A medida que la música para orquesta (y la orquesta misma) tuvo un mayor desarrollo, se fue haciendo necesaria la presencia de una figura que coordinara los inicios, las pausas, los cierres y las variaciones de intensidad y de velocidad. Pero hubo otro factor: la conformación de un canon de obras de autores del pasado que se dio progresivamente en el siglo XIX hizo necesario que alguien asumiera las decisiones sobre la interpretación de esa música, dado que (a diferencia de lo que sucedía antes) los compositores no estaban presentes para esas definiciones.

Pero, así y todo, no se trataba del director tal como lo conocemos. Escribe Bruce Haynes: “Durante la mayor parte del siglo XIX, el director de orquesta limitaba su trabajo a tareas «implícitas» más que «explícitas», es decir, su tarea principal no era manejar la orquesta desde su «interpretación» personal y arbitraria como si fuese su instrumento (como la mayoría de los directores lo hacen hoy en día), sino coordinar y facilitar una ejecución aún dominada por lo que llamamos «estilo». En 1836 un escritor anónimo (probablemente Schumann) sugirió que un director debía marcar el compás únicamente al principio de un movimiento, o quizás también en los tempos muy lentos y cuando había un cambio de dinámica en medio de un movimiento. Según Brown, así es como solía dirigir Mendelssohn.

A lo largo del siglo XIX, la reiteración de este repertorio canónico, el surgimiento de escritos que ayudaron a dar jerarquía y puntos de referencia a este “nuevo” arte, la importancia de la crítica en la valoración de estas interpretaciones y también el surgimiento de más y mejores orquestas profesionales contribuyeron a dar más prestigio a los directores. Aunque muchos compositores destacados del Romanticismo fueron también directores, muchos otros cedieron a directores la potestad de estrenar o interpretar su música. Ya en las primeras décadas del siglo XX, nombres como los de Arturo Toscanini, Bruno Walter, Wilhelm Furtwängler o Leopold Stokowski (por nombrar solo a unos pocos) fueron considerados verdaderas autoridades respecto de las obras que abordaban, y raramente los músicos se atrevieron a cuestionar sus decisiones.

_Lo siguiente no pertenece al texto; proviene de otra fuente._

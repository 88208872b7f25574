use serde::Serialize;
use serde_json::Value;

use crate::codec::bits::{put_u16, put_u32};
use crate::codec::chain::{Element, parse_linked};
use crate::codec::packet::{Render, to_json_value};
use crate::codec::{
    ByteOrder, CodecError, Header, Packet, PayloadKind, ProtocolRegistry, RawView, UnknownPacket,
    get_bits,
};
use crate::protocols::ipv4::IpV4Packet;
use crate::protocols::numbers::{GtpV1ExtensionHeaderType, GtpV1MessageType};

use super::builder::GtpV1Builder;
use super::extension::{GtpExtensionHeader, decode_extension};
use super::layout;

#[derive(Debug, Clone, PartialEq, Eq, Hash, Serialize)]
pub struct GtpV1Header {
    pub(super) version: u8,
    pub(super) protocol_type: bool,
    pub(super) reserved: bool,
    pub(super) extension_header_flag: bool,
    pub(super) sequence_number_flag: bool,
    pub(super) n_pdu_number_flag: bool,
    pub(super) message_type: GtpV1MessageType,
    pub(super) length: u16,
    pub(super) teid: u32,
    /// The next three are present together, iff any of E, S or PN is set.
    pub(super) sequence_number: Option<u16>,
    pub(super) n_pdu_number: Option<u8>,
    pub(super) next_extension_header_type: Option<GtpV1ExtensionHeaderType>,
    pub(super) extension_headers: Vec<GtpExtensionHeader>,
}

impl GtpV1Header {
    fn parse(view: &RawView<'_>) -> Result<Self, CodecError> {
        view.require_len(layout::MANDATORY_LEN)?;
        let flags = view.read_u8(layout::FLAGS_OFFSET)?;
        let extension_header_flag = flags & layout::EXTENSION_FLAG_MASK != 0;
        let sequence_number_flag = flags & layout::SEQUENCE_FLAG_MASK != 0;
        let n_pdu_number_flag = flags & layout::N_PDU_FLAG_MASK != 0;

        let mut header = Self {
            version: get_bits(flags, layout::VERSION_MASK, layout::VERSION_SHIFT),
            protocol_type: flags & layout::PROTOCOL_TYPE_MASK != 0,
            reserved: flags & layout::RESERVED_MASK != 0,
            extension_header_flag,
            sequence_number_flag,
            n_pdu_number_flag,
            message_type: GtpV1MessageType(view.read_u8(layout::MESSAGE_TYPE_OFFSET)?),
            length: view.read_u16_be(layout::LENGTH_RANGE.start)?,
            teid: view.read_u32_be(layout::TEID_RANGE.start)?,
            sequence_number: None,
            n_pdu_number: None,
            next_extension_header_type: None,
            extension_headers: Vec::new(),
        };
        if !(extension_header_flag || sequence_number_flag || n_pdu_number_flag) {
            return Ok(header);
        }

        view.require_len(layout::MANDATORY_LEN + layout::OPTIONAL_FIELDS_LEN)?;
        let next = view.read_u8(layout::NEXT_EXTENSION_TYPE_OFFSET)?;
        header.sequence_number = Some(view.read_u16_be(layout::SEQUENCE_NUMBER_RANGE.start)?);
        header.n_pdu_number = Some(view.read_u8(layout::N_PDU_NUMBER_OFFSET)?);
        header.next_extension_header_type = Some(GtpV1ExtensionHeaderType(next));

        // The next-type octet is only meaningful with the E flag.
        if extension_header_flag {
            let extensions = view
                .tail(layout::MANDATORY_LEN + layout::OPTIONAL_FIELDS_LEN)?
                .within("GTP-U extension header");
            let chain = parse_linked(
                &extensions,
                next,
                GtpV1ExtensionHeaderType::NO_MORE_EXTENSION_HEADERS.value(),
                decode_extension,
                |ext| ext.next_extension_type().value(),
            )?;
            header.extension_headers = chain.elements;
        }
        Ok(header)
    }

    pub fn version(&self) -> u8 {
        self.version
    }

    /// `true` for GTP, `false` for GTP'.
    pub fn protocol_type(&self) -> bool {
        self.protocol_type
    }

    pub fn reserved(&self) -> bool {
        self.reserved
    }

    pub fn extension_header_flag(&self) -> bool {
        self.extension_header_flag
    }

    pub fn sequence_number_flag(&self) -> bool {
        self.sequence_number_flag
    }

    pub fn n_pdu_number_flag(&self) -> bool {
        self.n_pdu_number_flag
    }

    pub fn message_type(&self) -> GtpV1MessageType {
        self.message_type
    }

    /// Bytes after the mandatory eight-octet part.
    pub fn length_field(&self) -> u16 {
        self.length
    }

    pub fn teid(&self) -> u32 {
        self.teid
    }

    pub fn sequence_number(&self) -> Option<u16> {
        self.sequence_number
    }

    pub fn n_pdu_number(&self) -> Option<u8> {
        self.n_pdu_number
    }

    pub fn next_extension_header_type(&self) -> Option<GtpV1ExtensionHeaderType> {
        self.next_extension_header_type
    }

    pub fn extension_headers(&self) -> &[GtpExtensionHeader] {
        &self.extension_headers
    }

    fn flags(&self) -> u8 {
        let mut flags = (self.version << layout::VERSION_SHIFT) & layout::VERSION_MASK;
        for (on, mask) in [
            (self.protocol_type, layout::PROTOCOL_TYPE_MASK),
            (self.reserved, layout::RESERVED_MASK),
            (self.extension_header_flag, layout::EXTENSION_FLAG_MASK),
            (self.sequence_number_flag, layout::SEQUENCE_FLAG_MASK),
            (self.n_pdu_number_flag, layout::N_PDU_FLAG_MASK),
        ] {
            if on {
                flags |= mask;
            }
        }
        flags
    }

    fn has_optional_fields(&self) -> bool {
        self.sequence_number.is_some()
    }
}

impl Header for GtpV1Header {
    fn length(&self) -> usize {
        let optional = if self.has_optional_fields() {
            layout::OPTIONAL_FIELDS_LEN
        } else {
            0
        };
        layout::MANDATORY_LEN
            + optional
            + self
                .extension_headers
                .iter()
                .map(Element::length)
                .sum::<usize>()
    }

    fn raw_data(&self) -> Vec<u8> {
        let mut out = Vec::with_capacity(self.length());
        out.push(self.flags());
        out.push(self.message_type.value());
        put_u16(&mut out, self.length, ByteOrder::BigEndian);
        put_u32(&mut out, self.teid, ByteOrder::BigEndian);
        if self.has_optional_fields() {
            put_u16(
                &mut out,
                self.sequence_number.unwrap_or_default(),
                ByteOrder::BigEndian,
            );
            out.push(self.n_pdu_number.unwrap_or_default());
            out.push(self.next_extension_header_type.unwrap_or_default().value());
        }
        for extension in &self.extension_headers {
            extension.write_to(&mut out);
        }
        out
    }

    fn render(&self, indent: usize) -> String {
        let mut render = Render::new(indent, "GTPv1 Header", self.length());
        render
            .field("Version", self.version)
            .field("Protocol type", if self.protocol_type { "GTP" } else { "GTP'" })
            .field("Reserved", self.reserved)
            .field("Extension header flag", self.extension_header_flag)
            .field("Sequence number flag", self.sequence_number_flag)
            .field("N-PDU number flag", self.n_pdu_number_flag)
            .field("Message type", self.message_type)
            .field("Length", format!("{} [bytes]", self.length))
            .field("TEID", format!("0x{:08x}", self.teid))
            .opt_field("Sequence number", self.sequence_number)
            .opt_field("N-PDU number", self.n_pdu_number)
            .opt_field("Next extension header type", self.next_extension_header_type);
        for extension in &self.extension_headers {
            render.field("Extension header", extension);
        }
        render.finish()
    }
}

/// GTPv1-U packet.
///
/// A decoded G-PDU exposes its T-PDU as a payload: IPv4 when the first
/// nibble is 4, opaque bytes otherwise. Other message types keep their
/// information elements as opaque payload bytes.
#[derive(Debug, Clone, PartialEq, Eq, Hash)]
pub struct GtpV1Packet {
    pub(super) header: GtpV1Header,
    pub(super) payload: Option<Box<dyn Packet>>,
}

impl GtpV1Packet {
    pub fn new_packet(data: &[u8], offset: usize, length: usize) -> Result<Self, CodecError> {
        Self::decode_with(ProtocolRegistry::global(), data, offset, length)
    }

    pub fn decode_with(
        registry: &ProtocolRegistry,
        data: &[u8],
        offset: usize,
        length: usize,
    ) -> Result<Self, CodecError> {
        let view = RawView::new("GTP-U", data, offset, length)?;
        let header = GtpV1Header::parse(&view)?;
        let header_len = header.length();
        let declared = layout::MANDATORY_LEN + usize::from(header.length);
        if declared < header_len {
            return Err(view.malformed(format!(
                "length field {} does not cover the {} header bytes after the mandatory part",
                header.length,
                header_len - layout::MANDATORY_LEN
            )));
        }
        let payload_len = (declared - header_len).min(view.len() - header_len);

        let payload = if payload_len == 0 {
            None
        } else {
            let decoder = registry.get(
                PayloadKind::GtpMessageType,
                u32::from(header.message_type.value()),
            );
            Some(registry.decode_payload(
                decoder,
                data,
                view.offset() + header_len,
                payload_len,
            )?)
        };

        Ok(Self { header, payload })
    }

    pub fn decode(
        registry: &ProtocolRegistry,
        data: &[u8],
        offset: usize,
        length: usize,
    ) -> Result<Box<dyn Packet>, CodecError> {
        Ok(Box::new(Self::decode_with(registry, data, offset, length)?))
    }

    /// T-PDU of a G-PDU: IPv4 by its version nibble, anything else opaque.
    pub fn decode_t_pdu(
        registry: &ProtocolRegistry,
        data: &[u8],
        offset: usize,
        length: usize,
    ) -> Result<Box<dyn Packet>, CodecError> {
        let view = RawView::new("GTP-U T-PDU", data, offset, length)?;
        match view.read_u8(0).map(|b| b >> 4) {
            Ok(layout::IPV4_VERSION) => IpV4Packet::decode(registry, data, offset, length),
            _ => UnknownPacket::decode(registry, data, offset, length),
        }
    }

    pub fn builder() -> GtpV1Builder {
        GtpV1Builder::new()
    }

    pub fn to_builder(&self) -> GtpV1Builder {
        GtpV1Builder::from_packet(self)
    }

    pub fn header(&self) -> &GtpV1Header {
        &self.header
    }
}

impl Packet for GtpV1Packet {
    fn protocol(&self) -> &'static str {
        "GTP-U"
    }

    fn header(&self) -> Option<&dyn Header> {
        Some(&self.header)
    }

    fn payload(&self) -> Option<&dyn Packet> {
        self.payload.as_deref()
    }

    fn header_json(&self) -> Value {
        to_json_value(&self.header)
    }

    fn clone_packet(&self) -> Box<dyn Packet> {
        Box::new(self.clone())
    }
}

#[cfg(test)]
mod tests {
    use super::*;
    use crate::protocols::gtp::{GtpExtensionContent, NrUFrame};

    const INNER_IPV4: [u8; 28] = [
        0x45, 0x00, 0x00, 0x1c, 0x00, 0x01, 0x40, 0x00, 0x40, 0x11, 0xb9, 0x7c, 0xc0, 0xa8, 0x00,
        0x01, 0xc0, 0xa8, 0x00, 0x02, 0x04, 0xd2, 0x27, 0x0f, 0x00, 0x08, 0x00, 0x00,
    ];

    fn g_pdu(header: &[u8]) -> Vec<u8> {
        let mut bytes = header.to_vec();
        bytes.extend_from_slice(&INNER_IPV4);
        bytes
    }

    #[test]
    fn minimal_g_pdu_carries_ipv4() {
        let bytes = g_pdu(&[0x30, 0xff, 0x00, 0x1c, 0x00, 0x00, 0x00, 0x2a]);
        let packet = GtpV1Packet::new_packet(&bytes, 0, bytes.len()).unwrap();
        let header = packet.header();
        assert_eq!(header.version(), 1);
        assert!(header.protocol_type());
        assert_eq!(header.message_type(), GtpV1MessageType::G_PDU);
        assert_eq!(header.teid(), 42);
        assert_eq!(header.sequence_number(), None);
        assert_eq!(Packet::payload(&packet).map(|p| p.protocol()), Some("IPv4"));
        assert_eq!(packet.raw_data(), bytes);
    }

    #[test]
    fn nr_ran_container_chain() {
        let header = [
            0x34, 0xff, 0x00, 0x2c, 0x00, 0x00, 0x00, 0x01, // E flag, length 44
            0x00, 0x00, 0x00, 0x84, // seq, N-PDU, next: NR RAN container
            0x02, 0x00, 0x00, 0x00, 0x05, 0x00, 0x00, 0x85, // DL USER DATA, SN 5
            0x01, 0x00, 0x09, 0x00, // PDU session container, QFI 9
        ];
        let bytes = g_pdu(&header);
        let packet = GtpV1Packet::new_packet(&bytes, 0, bytes.len()).unwrap();
        let extensions = packet.header().extension_headers();
        assert_eq!(extensions.len(), 2);
        let GtpExtensionContent::NrRanContainer(NrUFrame::DlUserData(frame)) =
            extensions[0].content()
        else {
            panic!("unexpected extension {:?}", extensions[0]);
        };
        assert_eq!(frame.nr_u_sequence_number, 5);
        assert!(!frame.dl_flush());
        assert_eq!(extensions[0].padding(), [0]);
        assert_eq!(Header::length(packet.header()), 24);
        assert_eq!(Packet::payload(&packet).map(|p| p.length()), Some(28));
        assert_eq!(packet.raw_data(), bytes);
    }

    #[test]
    fn echo_request_payload_is_opaque() {
        let bytes = [
            0x32, 0x01, 0x00, 0x06, 0x00, 0x00, 0x00, 0x00, 0x12, 0x34, 0x00, 0x00, 0x0e, 0x00,
        ];
        let packet = GtpV1Packet::new_packet(&bytes, 0, bytes.len()).unwrap();
        assert_eq!(packet.header().sequence_number(), Some(0x1234));
        assert!(packet.header().extension_headers().is_empty());
        assert_eq!(Packet::payload(&packet).map(|p| p.protocol()), Some("Unknown"));
    }

    #[test]
    fn non_ip_t_pdu_is_opaque() {
        let bytes = [0x30, 0xff, 0x00, 0x02, 0x00, 0x00, 0x00, 0x01, 0x60, 0x00];
        let packet = GtpV1Packet::new_packet(&bytes, 0, bytes.len()).unwrap();
        assert_eq!(Packet::payload(&packet).map(|p| p.protocol()), Some("Unknown"));
    }

    #[test]
    fn length_shorter_than_header_is_malformed() {
        let bytes = [0x32, 0xff, 0x00, 0x02, 0, 0, 0, 0, 0, 0, 0, 0];
        let err = GtpV1Packet::new_packet(&bytes, 0, bytes.len()).unwrap_err();
        assert!(matches!(err, CodecError::Malformed { .. }));
    }

    #[test]
    fn truncated_optional_fields_are_too_short() {
        let bytes = [0x32, 0xff, 0x00, 0x04, 0, 0, 0, 0, 0, 0];
        let err = GtpV1Packet::new_packet(&bytes, 0, bytes.len()).unwrap_err();
        assert!(matches!(err, CodecError::TooShort { needed: 12, actual: 10, .. }));
    }
}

Fue surgiendo entonces una disyuntiva que todavía hoy es materia de discusión: ¿tiene el director de orquesta la última palabra sobre la forma de interpretar la partitura? Podemos coincidir en que habrá tantas interpretaciones como directores y orquestas, ya que el director depende del ensamble -instrumentistas e instrumentos, ese “dragón de 100 cabezas” como decía Bruno Walter– para concretar lo que está en su mente. Pasados los tiempos en los que algunos directores imponían (muchas veces con malos tratos) sus indicaciones, desde hace mucho se ha llegado a un consenso en el sentido de que el buen trato, la buena comunicación y el trabajo en conjunto entre director e instrumentista son imprescindibles para llegar a buen puerto. Como decía Riccardo Muti: la misión del director no es otra que la de «tomar las almas de los músicos; la música, los sentimientos. No las notas. Las notas son la expresión concreta de los sentimientos».